What is a purine base?
Contains 2 carbon-nitrogen rings joined together.
What is a pyrimidine base?
Only has one 1 carbon-nitrogen ring. So a pyrimidine base is smaller than a purine base.
What nitrogenous bases are purines?
Adenine and guanine.
What nitrogenous bases are pyrimidines?
Cytosine and thymine.
What is the difference in sugars in RNA and DNA?
In DNA, the pentose sugar is called deoxyribose whereas, in RNA contains nucleotides with a ribose sugar.
What base replaces thymine in RNA?
Uracil.
What does it mean to phosphorylate a nucleotide?
You add one or more phosphate groups to it.
What does ATP stand for and what does it contain?
Stands for adenosine triphosphate contains the base adenine, the sugar ribose and three phosphate groups.
How does ATP release energy?
Energy is stored in the phosphate bond and when this energy is needed by a cell, ATP is broken back down into ADP and inorganic phosphate.

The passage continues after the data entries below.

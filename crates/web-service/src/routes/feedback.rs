//! 反馈相关接口
//!

use crate::models::common::{ActionReply, Reply};
use crate::models::err::AppError;
use crate::models::extract::ActionJson;
use crate::models::feedback::{ClassifyRequest, FeedbackInfo, FeedbackQuery, FeedbackSubmit, SentimentResult};
use crate::models::labels::LabelCreate;
use crate::AppState;
use axum::extract::{Path, Query, State};
use axum::Json;
use tracing::debug;

/// 查询所有反馈
///
/// 支持按类型过滤：`?type=bug`，不传或 `all` 返回全部。
#[utoipa::path(get,
    path = "/feedback",
    tag = "feedback",
    params(FeedbackQuery),
    responses(
        (status = 200, description = "Feedback, newest first", body = Reply<Vec<FeedbackInfo>>),
        (status = 400, description = "Unknown feedback type filter")
    )
)]
pub async fn list_feedback(State(state): State<AppState>, Query(query): Query<FeedbackQuery>) -> Result<Json<Reply<Vec<FeedbackInfo>>>, AppError> {
    let feedback = state.service.list_feedback(query.filter()?).await?;
    Ok(Json(Reply { data: feedback }))
}

/// 提交反馈
#[utoipa::path(post,
    path = "/feedback",
    tag = "feedback",
    request_body = FeedbackSubmit,
    responses(
        (status = 200, description = "Feedback submitted", body = ActionReply<FeedbackInfo>),
        (status = 400, description = "Validation failed", body = ActionReply<FeedbackInfo>),
        (status = 404, description = "Project not found", body = ActionReply<FeedbackInfo>)
    )
)]
pub async fn submit_feedback(State(state): State<AppState>, ActionJson(feedback): ActionJson<FeedbackSubmit>) -> ActionReply<FeedbackInfo> {
    debug!("Submitting feedback {:#?}", feedback);
    state.service.submit_feedback(feedback).await
}

/// 查询指定反馈
#[utoipa::path(get,
    path = "/feedback/{id}",
    tag = "feedback",
    params(("id" = String, Path, description = "反馈ID")),
    responses(
        (status = 200, description = "Feedback", body = Reply<FeedbackInfo>),
        (status = 404, description = "Feedback not found")
    )
)]
pub async fn get_feedback(State(state): State<AppState>, Path(feedback_id): Path<String>) -> Result<Json<Reply<FeedbackInfo>>, AppError> {
    let feedback = state.service.get_feedback(&feedback_id).await?;
    Ok(Json(Reply { data: feedback }))
}

/// 给反馈添加标签
///
/// 反馈ID来自路径，请求体中的 `feedbackId` 会被忽略。重复添加同一个标签不会报错。
#[utoipa::path(post,
    path = "/feedback/{id}/labels",
    tag = "feedback",
    params(("id" = String, Path, description = "反馈ID")),
    request_body = LabelCreate,
    responses(
        (status = 200, description = "Label added", body = ActionReply<FeedbackInfo>),
        (status = 400, description = "Invalid label", body = ActionReply<FeedbackInfo>),
        (status = 404, description = "Feedback not found", body = ActionReply<FeedbackInfo>)
    )
)]
pub async fn add_label(
    State(state): State<AppState>,
    Path(feedback_id): Path<String>,
    ActionJson(mut label): ActionJson<LabelCreate>,
) -> ActionReply<FeedbackInfo> {
    label.feedback_id = Some(feedback_id);
    debug!("Adding label {:?}", label);
    state.service.add_label(label).await
}

/// 对反馈做情感分析
///
/// 请求体可以为空（或 `{}`），此时分析已保存的反馈内容。分析失败时原有结果保持不变，可以重试。
#[utoipa::path(post,
    path = "/feedback/{id}/sentiment",
    tag = "feedback",
    params(("id" = String, Path, description = "反馈ID")),
    request_body = ClassifyRequest,
    responses(
        (status = 200, description = "Sentiment stored", body = ActionReply<SentimentResult>),
        (status = 400, description = "Malformed request body", body = ActionReply<SentimentResult>),
        (status = 404, description = "Feedback not found", body = ActionReply<SentimentResult>),
        (status = 502, description = "Sentiment analysis failed", body = ActionReply<SentimentResult>)
    )
)]
pub async fn classify_feedback(
    State(state): State<AppState>,
    Path(feedback_id): Path<String>,
    ActionJson(request): ActionJson<ClassifyRequest>,
) -> ActionReply<SentimentResult> {
    debug!("Classifying feedback {}", feedback_id);
    state.service.classify_feedback(&feedback_id, request).await
}
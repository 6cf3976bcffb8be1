//! 内存存储
//!
//! 进程内的项目/反馈存储，数据不会落盘，进程重启后全部丢失。
//!
//! 每个修改操作在整个"读-改-写"过程中持有写锁，因此并发请求下
//! `add_label` 的"检查后追加"和 `set_sentiment` 的"查找后覆盖"不会丢失更新。

use crate::models::{Feedback, FeedbackCreate, LabelOutcome, Project, ProjectCreate};
use crate::repositories::traits::FeedbackStoreTrait;
use crate::{DatabaseError, DatabaseResult};
use chrono::Utc;
use shared_lib::{FeedbackFilter, Sentiment};
use std::collections::VecDeque;
use std::sync::Arc;
use tokio::sync::RwLock;
use tracing::debug;
use uuid::Uuid;

#[derive(Debug, Default)]
struct StoreState {
    /// 最新的项目在最前面
    projects: VecDeque<Project>,
    /// 最新的反馈在最前面
    feedback: VecDeque<Feedback>,
}

/// 内存存储结构体
///
/// 克隆后共享同一份数据。
#[derive(Debug, Clone, Default)]
pub struct MemoryStore {
    state: Arc<RwLock<StoreState>>,
}

impl MemoryStore {
    /// 创建空的存储实例
    pub fn new() -> Self {
        Self::default()
    }

    /// 使用已有数据创建存储实例
    ///
    /// 传入的顺序即存储顺序（第一个元素视为最新）。
    pub fn with_data(projects: Vec<Project>, feedback: Vec<Feedback>) -> Self {
        Self {
            state: Arc::new(RwLock::new(StoreState {
                projects: projects.into(),
                feedback: feedback.into(),
            })),
        }
    }
}

fn new_id(prefix: &str) -> String {
    format!("{prefix}_{}", Uuid::new_v4().simple())
}

#[async_trait::async_trait]
impl FeedbackStoreTrait for MemoryStore {
    async fn create_project(&self, project: ProjectCreate) -> DatabaseResult<Project> {
        let mut state = self.state.write().await;

        // 项目ID和公钥都必须全局唯一
        let (id, project_key) = loop {
            let id = new_id("proj");
            let key = new_id("pk");
            if !state.projects.iter().any(|p| p.id == id || p.project_key == key) {
                break (id, key);
            }
        };

        let project = Project {
            id,
            name: project.name,
            created_at: Utc::now(),
            project_key,
        };
        state.projects.push_front(project.clone());

        debug!("📝 项目创建成功: {} ({})", project.name, project.id);
        Ok(project)
    }

    async fn find_project(&self, id: &str) -> DatabaseResult<Option<Project>> {
        let state = self.state.read().await;
        Ok(state.projects.iter().find(|p| p.id == id).cloned())
    }

    async fn find_project_by_key(&self, project_key: &str) -> DatabaseResult<Option<Project>> {
        let state = self.state.read().await;
        Ok(state.projects.iter().find(|p| p.project_key == project_key).cloned())
    }

    async fn list_projects(&self) -> DatabaseResult<Vec<Project>> {
        let state = self.state.read().await;
        Ok(state.projects.iter().cloned().collect())
    }

    async fn create_feedback(&self, feedback: FeedbackCreate) -> DatabaseResult<Feedback> {
        let mut state = self.state.write().await;

        let id = loop {
            let id = new_id("fb");
            if !state.feedback.iter().any(|f| f.id == id) {
                break id;
            }
        };

        let feedback = Feedback {
            id,
            project_id: feedback.project_id,
            feedback_type: feedback.feedback_type,
            comment: feedback.comment,
            created_at: Utc::now(),
            labels: Vec::new(),
            sentiment: None,
        };
        state.feedback.push_front(feedback.clone());

        debug!("📝 反馈创建成功: {} -> 项目 {}", feedback.id, feedback.project_id);
        Ok(feedback)
    }

    async fn find_feedback(&self, id: &str) -> DatabaseResult<Option<Feedback>> {
        let state = self.state.read().await;
        Ok(state.feedback.iter().find(|f| f.id == id).cloned())
    }

    async fn filter_feedback_by_project(&self, project_id: &str) -> DatabaseResult<Vec<Feedback>> {
        let state = self.state.read().await;
        Ok(state
            .feedback
            .iter()
            .filter(|f| f.project_id == project_id)
            .cloned()
            .collect())
    }

    async fn filter_feedback_by_type(&self, filter: FeedbackFilter) -> DatabaseResult<Vec<Feedback>> {
        let state = self.state.read().await;
        Ok(state
            .feedback
            .iter()
            .filter(|f| filter.matches(f.feedback_type))
            .cloned()
            .collect())
    }

    async fn add_label(&self, feedback_id: &str, label: &str) -> DatabaseResult<LabelOutcome> {
        let mut state = self.state.write().await;
        let feedback = state
            .feedback
            .iter_mut()
            .find(|f| f.id == feedback_id)
            .ok_or_else(|| DatabaseError::feedback_not_found(feedback_id))?;

        let outcome = feedback.add_label(label);
        debug!("🏷️ 反馈 {} 添加标签 {:?}: {:?}", feedback_id, label, outcome);
        Ok(outcome)
    }

    async fn set_sentiment(&self, feedback_id: &str, sentiment: Sentiment) -> DatabaseResult<Feedback> {
        let mut state = self.state.write().await;
        let feedback = state
            .feedback
            .iter_mut()
            .find(|f| f.id == feedback_id)
            .ok_or_else(|| DatabaseError::feedback_not_found(feedback_id))?;

        feedback.sentiment = Some(sentiment);
        debug!("🔄 反馈 {} 情感结果更新为 {}", feedback_id, sentiment);
        Ok(feedback.clone())
    }
}

#[cfg(test)]
mod tests {
    use super::*;
    use shared_lib::FeedbackType;
    use std::collections::HashSet;

    async fn add_feedback(store: &MemoryStore, project_id: &str, feedback_type: FeedbackType, comment: &str) -> Feedback {
        store
            .create_feedback(FeedbackCreate {
                project_id: project_id.to_string(),
                feedback_type,
                comment: comment.to_string(),
            })
            .await
            .unwrap()
    }

    #[tokio::test]
    async fn project_ids_and_keys_are_unique() {
        let store = MemoryStore::new();
        let mut ids = HashSet::new();
        let mut keys = HashSet::new();

        for i in 0..50 {
            let project = store
                .create_project(ProjectCreate {
                    name: format!("Project {i}"),
                })
                .await
                .unwrap();
            assert!(project.id.starts_with("proj_"));
            assert!(project.project_key.starts_with("pk_"));
            assert!(ids.insert(project.id));
            assert!(keys.insert(project.project_key));
        }
    }

    #[tokio::test]
    async fn projects_are_listed_most_recent_first() {
        let store = MemoryStore::new();
        let first = store.create_project(ProjectCreate { name: "First".into() }).await.unwrap();
        let second = store.create_project(ProjectCreate { name: "Second".into() }).await.unwrap();

        let listed = store.list_projects().await.unwrap();
        assert_eq!(listed, vec![second, first]);
    }

    #[tokio::test]
    async fn find_project_by_id_and_key() {
        let store = MemoryStore::new();
        let project = store.create_project(ProjectCreate { name: "Lookup".into() }).await.unwrap();

        assert_eq!(store.find_project(&project.id).await.unwrap(), Some(project.clone()));
        assert_eq!(store.find_project_by_key(&project.project_key).await.unwrap(), Some(project));
        assert_eq!(store.find_project("proj_missing").await.unwrap(), None);
        assert_eq!(store.find_project_by_key("pk_missing").await.unwrap(), None);
    }

    #[tokio::test]
    async fn new_feedback_starts_without_labels_or_sentiment() {
        let store = MemoryStore::new();
        let feedback = add_feedback(&store, "proj_1", FeedbackType::Bug, "Button is broken on load").await;

        assert!(feedback.id.starts_with("fb_"));
        assert!(feedback.labels.is_empty());
        assert_eq!(feedback.sentiment, None);
        assert_eq!(store.find_feedback(&feedback.id).await.unwrap(), Some(feedback));
    }

    #[tokio::test]
    async fn feedback_for_project_is_most_recent_first() {
        let store = MemoryStore::new();
        let a = add_feedback(&store, "proj_1", FeedbackType::Bug, "First report here").await;
        let _other = add_feedback(&store, "proj_2", FeedbackType::Bug, "Other project report").await;
        let b = add_feedback(&store, "proj_1", FeedbackType::Feature, "Second report here").await;

        let listed = store.filter_feedback_by_project("proj_1").await.unwrap();
        let ids: Vec<_> = listed.iter().map(|f| f.id.as_str()).collect();
        assert_eq!(ids, vec![b.id.as_str(), a.id.as_str()]);
    }

    #[tokio::test]
    async fn filter_by_type_preserves_store_order() {
        let store = MemoryStore::new();
        let bug1 = add_feedback(&store, "proj_1", FeedbackType::Bug, "First bug report").await;
        add_feedback(&store, "proj_1", FeedbackType::Feature, "A feature request").await;
        let bug2 = add_feedback(&store, "proj_1", FeedbackType::Bug, "Second bug report").await;
        add_feedback(&store, "proj_1", FeedbackType::Other, "Just saying hello").await;

        let bugs = store.filter_feedback_by_type(FeedbackType::Bug.into()).await.unwrap();
        assert_eq!(bugs, vec![bug2, bug1]);

        let all = store.filter_feedback_by_type(FeedbackFilter::All).await.unwrap();
        assert_eq!(all.len(), 4);
    }

    #[tokio::test]
    async fn add_label_twice_keeps_single_entry() {
        let store = MemoryStore::new();
        let feedback = add_feedback(&store, "proj_1", FeedbackType::Bug, "Layout is off on mobile").await;

        assert_eq!(store.add_label(&feedback.id, "ui").await.unwrap(), LabelOutcome::Added);
        assert_eq!(store.add_label(&feedback.id, "ui").await.unwrap(), LabelOutcome::AlreadyPresent);

        let stored = store.find_feedback(&feedback.id).await.unwrap().unwrap();
        assert_eq!(stored.labels, vec!["ui"]);
    }

    #[tokio::test]
    async fn mutating_missing_feedback_is_not_found() {
        let store = MemoryStore::new();

        let err = store.add_label("fb_missing", "ui").await.unwrap_err();
        assert_eq!(err, DatabaseError::feedback_not_found("fb_missing"));

        let err = store.set_sentiment("fb_missing", Sentiment::Positive).await.unwrap_err();
        assert_eq!(err, DatabaseError::feedback_not_found("fb_missing"));
    }

    #[tokio::test]
    async fn last_sentiment_wins() {
        let store = MemoryStore::new();
        let feedback = add_feedback(&store, "proj_1", FeedbackType::Other, "Checkout was smooth").await;

        store.set_sentiment(&feedback.id, Sentiment::Neutral).await.unwrap();
        let updated = store.set_sentiment(&feedback.id, Sentiment::Positive).await.unwrap();

        assert_eq!(updated.sentiment, Some(Sentiment::Positive));
        assert_eq!(updated.comment, feedback.comment);
    }

    #[tokio::test]
    async fn concurrent_label_adds_do_not_duplicate() {
        let store = MemoryStore::new();
        let feedback = add_feedback(&store, "proj_1", FeedbackType::Bug, "Race condition somewhere").await;

        let handles: Vec<_> = (0..16)
            .map(|_| {
                let store = store.clone();
                let id = feedback.id.clone();
                tokio::spawn(async move { store.add_label(&id, "race").await })
            })
            .collect();
        for handle in handles {
            handle.await.unwrap().unwrap();
        }

        let stored = store.find_feedback(&feedback.id).await.unwrap().unwrap();
        assert_eq!(stored.labels, vec!["race"]);
    }
}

How do nucleotides join together to form polynucleotides?
The nucleotides join up between the phosphate group of one nucleotide and the sugar of another, this forms a phosphodiester bond. The chain of sugar-phosphate backbone.
Describe the structure of the DNA double helix?

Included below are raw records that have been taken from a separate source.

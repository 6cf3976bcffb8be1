//! 存储仓库 trait 定义
//!
//! 这里定义了存储仓库的抽象接口
//!
//! ## Repository Trait 约束 🎯
//!
//! ```rust,ignore
//! pub trait XxxStoreTrait: Send + Sync + 'static {
//!     // 异步方法定义...
//! }
//! ```
//!
//! - `Send` / `Sync`：仓库实例在多个请求之间共享，请求可能在不同线程上处理
//! - `'static`：作为 [`std::sync::Arc`] 放入 axum 的共享状态中，生命周期与进程一致
//! - 使用 [`async_trait`] 保证 trait 可以作为 `dyn` 对象注入
//!
//! 方法统一返回 [`crate::DatabaseResult`]，查询不到单个实体时返回 `Option`，
//! 修改不存在的实体时返回 [`crate::DatabaseError::NotFound`]。

pub mod store;

// 重新导出
pub use store::FeedbackStoreTrait;
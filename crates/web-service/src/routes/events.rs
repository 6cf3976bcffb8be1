//! 变更事件推送
//!
//! 通过 Server-Sent Events 推送 [`ChangeEvent`]，界面收到后重新拉取对应列表。

use crate::services::ChangeEvent;
use crate::AppState;
use axum::extract::State;
use axum::response::sse::{Event, KeepAlive};
use axum::response::Sse;
use std::convert::Infallible;
use tokio_stream::wrappers::errors::BroadcastStreamRecvError;
use tokio_stream::wrappers::BroadcastStream;
use tokio_stream::{Stream, StreamExt as _};
use tracing::{debug, error, warn};

/// 转换为SSE事件
///
/// 订阅者处理太慢错过通知时发送 `lagged` 事件，客户端应该重新拉取全部数据。
fn to_sse_event(message: Result<ChangeEvent, BroadcastStreamRecvError>) -> Option<Result<Event, Infallible>> {
    match message {
        Ok(event) => match Event::default().event("change").json_data(&event) {
            Ok(sse) => Some(Ok(sse)),
            Err(err) => {
                error!("❌ 变更事件序列化失败: {}", err);
                None
            }
        },
        Err(BroadcastStreamRecvError::Lagged(skipped)) => {
            warn!("⚠️ SSE 订阅者落后，丢失 {} 条通知", skipped);
            Some(Ok(Event::default().event("lagged").data(skipped.to_string())))
        }
    }
}

/// 订阅变更事件
///
/// 每条事件的 `event` 为 `change`，`data` 为 [`ChangeEvent`] 的JSON。服务关闭时连接自动结束。
#[utoipa::path(get,
    path = "/events",
    tag = "events",
    responses(
        (status = 200, description = "Stream of change events", content_type = "text/event-stream", body = ChangeEvent)
    )
)]
pub async fn subscribe_events(State(state): State<AppState>) -> Sse<impl Stream<Item = Result<Event, Infallible>>> {
    debug!("📡 新的 SSE 订阅者");

    let mut shutdown_rx = state.shutdown_rx.clone();
    let stream = BroadcastStream::new(state.service.subscribe()).filter_map(to_sse_event);
    let stream = futures::StreamExt::take_until(stream, async move {
        let _ = shutdown_rx.wait_for(|stop| *stop).await;
    });

    Sse::new(stream).keep_alive(KeepAlive::default())
}
pub mod config;
pub mod domain;
pub mod snippet;

// 重新导出具体的类型
pub use config::{AppConfig, SentimentConfig};
pub use domain::{FeedbackFilter, FeedbackType, ParseDomainError, Sentiment};
pub use snippet::{embed_snippet, DEFAULT_WIDGET_HOST};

2 DNA polynucleotide strands join together by hydrogen bonds between the bases and each base pairs up with their complementary base. Two antiparallel polynucleotide strands twist to form the DNA double-helix.
What does adenine pair with?
Thymine.
What does cytosine pair with?
Guanine.
How many hydrogen bonds are between A-T?
2
How many hydrogen bonds are between C-G?
3
How does DNA self replicate?
> DNA helicase (an enzyme) breaks the hydrogen bonds between the polynucleotide strands and the helix unzips to form 2 single strands.

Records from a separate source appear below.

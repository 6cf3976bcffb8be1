use thiserror::Error;

/// 存储操作错误类型
#[derive(Error, Debug, Clone, PartialEq, Eq)]
pub enum DatabaseError {
    /// 引用的实体不存在
    #[error("{entity} not found: {id}")]
    NotFound { entity: &'static str, id: String },
}

impl DatabaseError {
    /// 反馈不存在
    pub fn feedback_not_found<T: ToString>(id: T) -> Self {
        Self::NotFound {
            entity: "feedback",
            id: id.to_string(),
        }
    }

    /// 项目不存在
    pub fn project_not_found<T: ToString>(id: T) -> Self {
        Self::NotFound {
            entity: "project",
            id: id.to_string(),
        }
    }
}
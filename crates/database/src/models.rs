//! 存储模型模块
//!
//! 这里定义存储层保存的实体结构体和相关操作参数

pub mod feedback;
pub mod project;

// 重新导出具体的模型
pub use feedback::{Feedback, FeedbackCreate, LabelOutcome};
pub use project::{Project, ProjectCreate};
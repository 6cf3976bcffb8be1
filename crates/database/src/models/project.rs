//! 项目存储模型
//!
//! 定义项目相关的存储结构体

use chrono::{DateTime, Utc};

/// 项目信息结构体
#[derive(Debug, Clone, PartialEq, Eq)]
pub struct Project {
    /// 项目ID，创建后不会改变
    pub id: String,
    pub name: String,
    pub created_at: DateTime<Utc>,
    /// 对外公开的项目公钥，写在嵌入脚本中，全局唯一且不会重新生成
    pub project_key: String,
}

/// 项目创建参数
///
/// 调用方需要先完成校验，存储层不再检查名称长度
#[derive(Debug, Clone)]
pub struct ProjectCreate {
    pub name: String,
}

Each original strand acts as a template for a new strand. Free floating DNA nucleotides join to the exposed bases on each original template strand by complementary base pairing - A with T and C with G.
The nucleotides of the new strand are joined together by the enzyme DNA polymerase. This forms the sugar-phosphate backbone. Hydrogen bonds form between the bases on the original and new strand. The strands twist to form a double-helix.
Each new DNA molecule contains 1 strand from the original DNA molecule and 1 new strand.
What is this type of replication called and why?
Semi-conservative replication because half of the strands in each new DNA molecule are from the original piece of DNA.
Why is it important that DNA replication is accurate?
To make sure genetic information is conserved (stays the same) each time the DNA in a cell is replicated.
What is a mutation?
A mutation is any change to the DNA base sequence.
What is the effect of a mutation?
Mutations don’t always have an effect, but they can alter the sequence of amino acids in a protein. This can cause an abnormal protein to be produced, the abnormal protein might function better than the normal protein - or it might not work at all.